Добавить в цитаты Настройки чтения

Страница 37 из 69

«Средневековый фанатик», «ученый мракобес», «сладкоречивая проповедь поповщины», «галиматья», «бессмысленные теории»… — такие оценки встречают Карсавин и его творчество в этих рецензиях; и в свете этой тонкой критики нас не удивляет сообщение философа в одном письме, которое он пишет летом 1922 г.: «предвижу скорую для себя неизбежность замолкнуть в нашей печати» [11]. Высказанное тут предвидение очень скоро сбылось с лихвой: уже осенью того же года Карсавину пришлось не только «замолкнуть в нашей печати», но и покинуть пределы Родины. Вместе с большою группой, свыше ста человек, куда были собраны виднейшие представители немарксистской мысли и небольшевистской общественности (как то Помгола, кооперации, остатков независимой прессы), он был выслан в Германию. Изгнание разрубило и узы его сердечной драмы и смуты. С присущей ему вызывающей иронией, готовой направиться и на себя самого, острил он — и даже записал в альбоме одной петербургской дамы, уже будучи в плаваньи, — что высылка — это кара Божья ему за нарушение седьмой заповеди («не прелюбы сотвори»), «которую ГПУ по неопытности смешало со ст. 57 Уголовного Кодекса» [12].

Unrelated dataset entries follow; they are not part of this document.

// Pip positions on a 3x3 grid, row-major: TL, TC, TR, ML, C, MR, BL, BC, BR.
const PIPS: [[bool; 9]; 6] = [
    [false, false, false, false, true, false, false, false, false],
    [true, false, false, false, false, false, false, false, true],
    [true, false, false, false, true, false, false, false, true],
    [true, false, true, false, false, false, true, false, true],
    [true, false, true, false, true, false, true, false, true],
    [true, false, true, true, false, true, true, false, true],
];

/// Width of one drawn die, borders included.
const DIE_WIDTH: usize = 9;

/// The five text lines of a single die face.
pub fn die_face(value: u8, glyphs: &Glyphs) -> [String; 5] {
    let pips = PIPS[usize::from(value.clamp(1, 6)) - 1];
    let border = glyphs.horizontal.to_string().repeat(DIE_WIDTH - 2);
    let row = |r: usize| {
        let spot = |c: usize| if pips[r * 3 + c] { glyphs.pip } else { ' ' };
        format!(
            "{v} {} {} {} {v}",
            spot(0),
            spot(1),
            spot(2),
            v = glyphs.vertical
        )
    };
    [
        format!("{}{border}{}", glyphs.top_left, glyphs.top_right),
        row(0),
        row(1),
        row(2),
        format!("{}{border}{}", glyphs.bottom_left, glyphs.bottom_right),
    ]
}

pub struct Renderer<W: Write> {
    pub writer: W,
    style: Style,
    glyphs: Glyphs,
    term_width: u16,
}

impl<W: Write> Renderer<W> {
    pub fn new(writer: W, style: Style, glyphs: Glyphs) -> Self {
        let term_width = crossterm::terminal::size().map(|(w, _)| w).unwrap_or(80);
        Self {
            writer,
            style,
            glyphs,
            term_width,
        }
    }

    pub fn new_with_width(writer: W, style: Style, glyphs: Glyphs, width: u16) -> Self {
        Self {
            writer,
            style,
            glyphs,
            term_width: width,
        }
    }

    pub fn style(&self) -> &Style {
        &self.style
    }

    /// Dice drawn side by side when the terminal is wide enough, otherwise
    /// one compact line.
    pub fn emit_dice(&mut self, dice: &Dice, rolls_remaining: u8) {
        let s = &self.style;
        let gap = 2;
        let sep = " ".repeat(gap);
        let wide = DIE_WIDTH * DICE_COUNT + gap * (DICE_COUNT - 1);

        if usize::from(self.term_width) >= wide {
            let faces: Vec<[String; 5]> = dice
                .values()
                .iter()
                .map(|&v| die_face(v, &self.glyphs))
                .collect();
            for line in 0..5 {
                let parts: Vec<String> = (0..DICE_COUNT)
                    .map(|i| {
                        if dice.is_held(i) {
                            format!("{}{}{}", s.yellow_start(), faces[i][line], s.reset())
                        } else {
                            faces[i][line].clone()
                        }
                    })
                    .collect();
                let _ = writeln!(self.writer, "{}", parts.join(sep.as_str()));
            }
            let labels: Vec<String> = (0..DICE_COUNT)
                .map(|i| {
                    let label = if dice.is_held(i) {
                        format!("{} held", i + 1)
                    } else {
                        format!("{}", i + 1)
                    };
                    center(&label, DIE_WIDTH)
                })
                .collect();
            let _ = writeln!(self.writer, "{}", labels.join(sep.as_str()));
        } else {
            let parts: Vec<String> = dice
                .values()
                .iter()
                .enumerate()
                .map(|(i, v)| {
                    if dice.is_held(i) {
                        format!("{}[{v}]{}", s.yellow_start(), s.reset())
                    } else {
                        format!(" {v} ")
                    }
                })
                .collect();
            let _ = writeln!(self.writer, "{}", parts.join(" "));
        }

        let _ = writeln!(
            self.writer,
            "{}{} left{}",
            s.dim_start(),
            plural(rolls_remaining.into(), "roll"),
            s.reset()
        );
        let _ = self.writer.flush();
    }

    /// Whose turn it is.
    pub fn emit_turn(&mut self, game: &Game) {
        let s = &self.style;
        let _ = writeln!(
            self.writer,
            "\n{}{}── {}'s turn ──{}",
            s.bold_start(),
            s.cyan_start(),
            game.current_player().name,
            s.reset()
        );
    }

    pub fn emit_table(&mut self, game: &Game) {
        let table = ScoreTable::build(game);
        let s = &self.style;

        let label_width = table
            .rows
            .iter()
            .map(|r| visible_width(&r.label))
            .max()
            .unwrap_or(0);
        let col_widths: Vec<usize> = table
            .headers
            .iter()
            .map(|h| visible_width(h).max(5))
            .collect();

        let mut header = pad_right("", label_width);
        for (h, w) in table.headers.iter().zip(&col_widths) {
            header.push_str("  ");
            header.push_str(&pad_left(h, *w));
        }
        let _ = writeln!(
            self.writer,
            "{}{}{}",
            s.bold_start(),
            header.trim_end(),
            s.reset()
        );

        for row in &table.rows {
            let mut line = String::new();
            let bold = row.style == RowStyle::Total;
            if bold {
                line.push_str(s.bold_start());
            }
            line.push_str(&pad_right(&row.label, label_width));
            if bold {
                line.push_str(s.reset());
            }
            for (cell, w) in row.cells.iter().zip(&col_widths) {
                let text = match cell {
                    Cell::Value(v) if bold => format!("{}{v}{}", s.bold_start(), s.reset()),
                    Cell::Value(v) => v.to_string(),
                    Cell::Potential(v) => format!("{}({v}){}", s.dim_start(), s.reset()),
                    Cell::Empty => String::new(),
                };
                line.push_str("  ");
                line.push_str(&pad_left(&text, *w));
            }
            let _ = writeln!(self.writer, "{}", line.trim_end());
        }
        let _ = self.writer.flush();
    }

    pub fn emit_scored(&mut self, player: &str, category: Category, points: u32, bonus: bool) {
        let s = &self.style;
        let _ = write!(
            self.writer,
            "{}{player} scored {} in {category}{}",
            s.green_start(),
            plural(points, "point"),
            s.reset()
        );
        if bonus {
            let _ = write!(
                self.writer,
                " {}+ bonus Yahtzee!{}",
                s.bold_start(),
                s.reset()
            );
        }
        let _ = writeln!(self.writer);
    }

    pub fn emit_hint(&mut self, best: Option<(Category, u32)>) {
        let s = &self.style;
        let _ = match best {
            Some((category, points)) => writeln!(
                self.writer,
                "{}hint: {category} for {}{}",
                s.dim_start(),
                plural(points, "point"),
                s.reset()
            ),
            None => writeln!(self.writer, "no open categories"),
        };
    }

    pub fn emit_game_over(&mut self, game: &Game) {
        let s = &self.style;
        let winners = game.winners();
        let names: Vec<&str> = winners
            .iter()
            .map(|&i| game.players()[i].name.as_str())
            .collect();
        let top = winners.first().map(|&i| game.total(i)).unwrap_or(0);
        let verdict = if game.players().len() == 1 {
            format!("{} finished with {}", names.join(""), plural(top, "point"))
        } else if names.len() > 1 {
            format!("tie between {} at {}", names.join(" and "), plural(top, "point"))
        } else {
            format!("{} wins with {}", names.join(""), plural(top, "point"))
        };
        let _ = writeln!(
            self.writer,
            "\n{}{}Game over: {verdict}{}",
            s.bold_start(),
            s.green_start(),
            s.reset()
        );
        let _ = writeln!(self.writer, "type 'new' to play again or 'quit' to leave");
    }

    pub fn emit_info(&mut self, msg: &str) {
        let _ = writeln!(self.writer, "{msg}");
    }

    pub fn emit_error(&mut self, msg: &str) {
        let _ = writeln!(
            self.writer,
            "{}error:{} {msg}",
            self.style.red_start(),
            self.style.reset()
        );
        let _ = self.writer.flush();
    }

    pub fn emit_prompt(&mut self, player: &str) {
        let _ = write!(
            self.writer,
            "{}{player} ❯{} ",
            self.style.cyan_start(),
            self.style.reset()
        );
        let _ = self.writer.flush();
    }

    pub fn emit_help(&mut self) {
        let s = &self.style;
        let _ = writeln!(self.writer, "{}Commands{}", s.bold_start(), s.reset());
        for (cmd, what) in HELP {
            let _ = writeln!(self.writer, "  {}  {what}", pad_right(cmd, 18));
        }
        let _ = writeln!(
            self.writer,
            "{}categories: aces..sixes (1s..6s), 3k, 4k, fh, ss, ls, yahtzee, chance{}",
            s.dim_start(),
            s.reset()
        );
    }
}
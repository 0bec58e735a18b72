//! Scoring rules.
//!
//! Everything here is a pure function of the dice and, for the Joker rule,
//! the player's score card.

use yz_protocol::{Category, DICE_COUNT};

use crate::scorecard::ScoreCard;

pub const FULL_HOUSE_POINTS: u32 = 25;
pub const SMALL_STRAIGHT_POINTS: u32 = 30;
pub const LARGE_STRAIGHT_POINTS: u32 = 40;
pub const YAHTZEE_POINTS: u32 = 50;
pub const BONUS_YAHTZEE_POINTS: u32 = 100;
pub const UPPER_BONUS_THRESHOLD: u32 = 63;
pub const UPPER_BONUS_POINTS: u32 = 35;

type Roll = [u8; DICE_COUNT];

/// How many dice show each face; index 0 is unused.
fn face_counts(dice: &Roll) -> [u8; 7] {
    let mut counts = [0u8; 7];
    for &d in dice {
        if (1..=6).contains(&d) {
            counts[d as usize] += 1;
        }
    }
    counts
}

fn sum(dice: &Roll) -> u32 {
    dice.iter().map(|&d| u32::from(d)).sum()
}

fn has_of_a_kind(dice: &Roll, n: u8) -> bool {
    face_counts(dice).iter().any(|&c| c >= n)
}

/// Length of the longest run of consecutive distinct faces.
fn longest_run(dice: &Roll) -> usize {
    let counts = face_counts(dice);
    let mut best = 0;
    let mut run = 0;
    for face in 1..=6 {
        if counts[face] > 0 {
            run += 1;
            best = best.max(run);
        } else {
            run = 0;
        }
    }
    best
}

pub fn is_yahtzee(dice: &Roll) -> bool {
    dice.iter().all(|&d| d == dice[0])
}

/// Points for `category` on face value alone, with no Joker.
pub fn base_score(category: Category, dice: &Roll) -> u32 {
    match category {
        Category::Chance => sum(dice),
        Category::ThreeOfAKind if has_of_a_kind(dice, 3) => sum(dice),
        Category::FourOfAKind if has_of_a_kind(dice, 4) => sum(dice),
        Category::FullHouse => {
            let mut present: Vec<u8> = face_counts(dice).into_iter().filter(|&c| c > 0).collect();
            present.sort_unstable();
            if present == [2, 3] {
                FULL_HOUSE_POINTS
            } else {
                0
            }
        }
        Category::SmallStraight if longest_run(dice) >= 4 => SMALL_STRAIGHT_POINTS,
        Category::LargeStraight if longest_run(dice) == 5 => LARGE_STRAIGHT_POINTS,
        Category::Yahtzee if is_yahtzee(dice) => YAHTZEE_POINTS,
        c => match c.upper_face() {
            Some(face) => dice
                .iter()
                .filter(|&&d| d == face)
                .map(|&d| u32::from(d))
                .sum(),
            None => 0,
        },
    }
}

/// The dice are a Yahtzee, the Yahtzee box already holds 50 and the
/// matching upper box is filled.
pub fn joker_applies(dice: &Roll, card: &ScoreCard) -> bool {
    if !is_yahtzee(dice) || card.get(Category::Yahtzee) != Some(YAHTZEE_POINTS) {
        return false;
    }
    Category::for_face(dice[0]).is_some_and(|upper| card.is_filled(upper))
}

/// Committing these dice earns a bonus Yahtzee.
pub fn earns_bonus_yahtzee(dice: &Roll, card: &ScoreCard) -> bool {
    is_yahtzee(dice) && card.get(Category::Yahtzee) == Some(YAHTZEE_POINTS)
}

/// Points `card` would receive for committing `dice` to `category`.
pub fn score(category: Category, dice: &Roll, card: &ScoreCard) -> u32 {
    if joker_applies(dice, card) {
        match category {
            Category::FullHouse => return FULL_HOUSE_POINTS,
            Category::SmallStraight => return SMALL_STRAIGHT_POINTS,
            Category::LargeStraight => return LARGE_STRAIGHT_POINTS,
            _ => {}
        }
    }
    base_score(category, dice)
}
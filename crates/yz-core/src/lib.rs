//! yz-core: Game engine and terminal front end for Yahtzee.
//!
//! This crate contains the dice, scoring rules, turn state machine, score
//! table, journal and the command loop. Exposed as a library for
//! integration testing.

pub mod command;
pub mod config;
pub mod dice;
pub mod game;
pub mod journal;
pub mod renderer;
pub mod repl;
pub mod scorecard;
pub mod scoring;
pub mod style;
pub mod table;

use tracing_subscriber::EnvFilter;

/// Install a stderr subscriber. `RUST_LOG` overrides `default_level`.
/// Calling it twice is harmless; the first subscriber wins.
pub fn init_logging(default_level: &str) {
    let filter =
        EnvFilter::try_from_default_env().unwrap_or_else(|_| EnvFilter::new(default_level));
    let _ = tracing_subscriber::fmt()
        .with_env_filter(filter)
        .with_writer(std::io::stderr)
        .with_target(false)
        .try_init();
}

…Событие высылки ученых еще ждет своего анализа. Восстановить его подробности и оценить все масштабы его последствий для русской культуры, для общественной атмосферы было бы очень нужно сегодня. Здесь же мы только скажем, что для Карсавина, как и для большинства высланных, изгнание явилось тяжким ударом. Он был принципиальным противником акта эмиграции и, оказавшись на Западе, не переставал подчеркивать: «история России совершается там, а не здесь». Его жизнь в изгнании, как и у большинства, не отличалась устроенностью. Он был сотрудником Русского Научного Института в Берлине, потом занимался в Париже публицистикой, но главные силы отдавал философии. Он сразу производил впечатление философа — настолько, что увидевший его режиссер стал тут же его просить сыграть роль профессора философии в своем фильме. (Наружностью он очень напоминал, кстати, Владимира Соловьева). Обстоятельства изменились в 1928 г., когда Каунасский университет в Литве пригласил его занять кафедру всеобщей истории. Литва надолго становится его домом — тут он остается до самого своего ареста в 1949 г. Это уже была прочная связь, не просто очередной кров изгнанника. Необыкновенно быстро Карсавин выучивается по-литовски и начинает читать лекции и даже писать свои труды на этом родственном и древнем наречии. Его главный труд тридцатых годов — обширная «История европейской культуры», 5 томов которой на литовском языке вышли в свет в Каунасе. Здесь он подробно затрагивает также и философию и, надо полагать, его деятельность имела немалое значение для становления литовского философского языка и философской культуры. Эта деятельность была оценена в должной мере. Карсавин был признан как мыслитель, почитаем как духовный наставник и даже был прозван, по рассказам, «литовским Платоном», (а также и «литовским Вольтером», за остроумие и язвительность). Поздней, в лагере, литовцы с большою преданностью старались опекать и оберегать его. А уже в наши дни, совсем недавно, в Вильнюсе состоялся и первый симпозиум, посвященный карсавинскому творчеству.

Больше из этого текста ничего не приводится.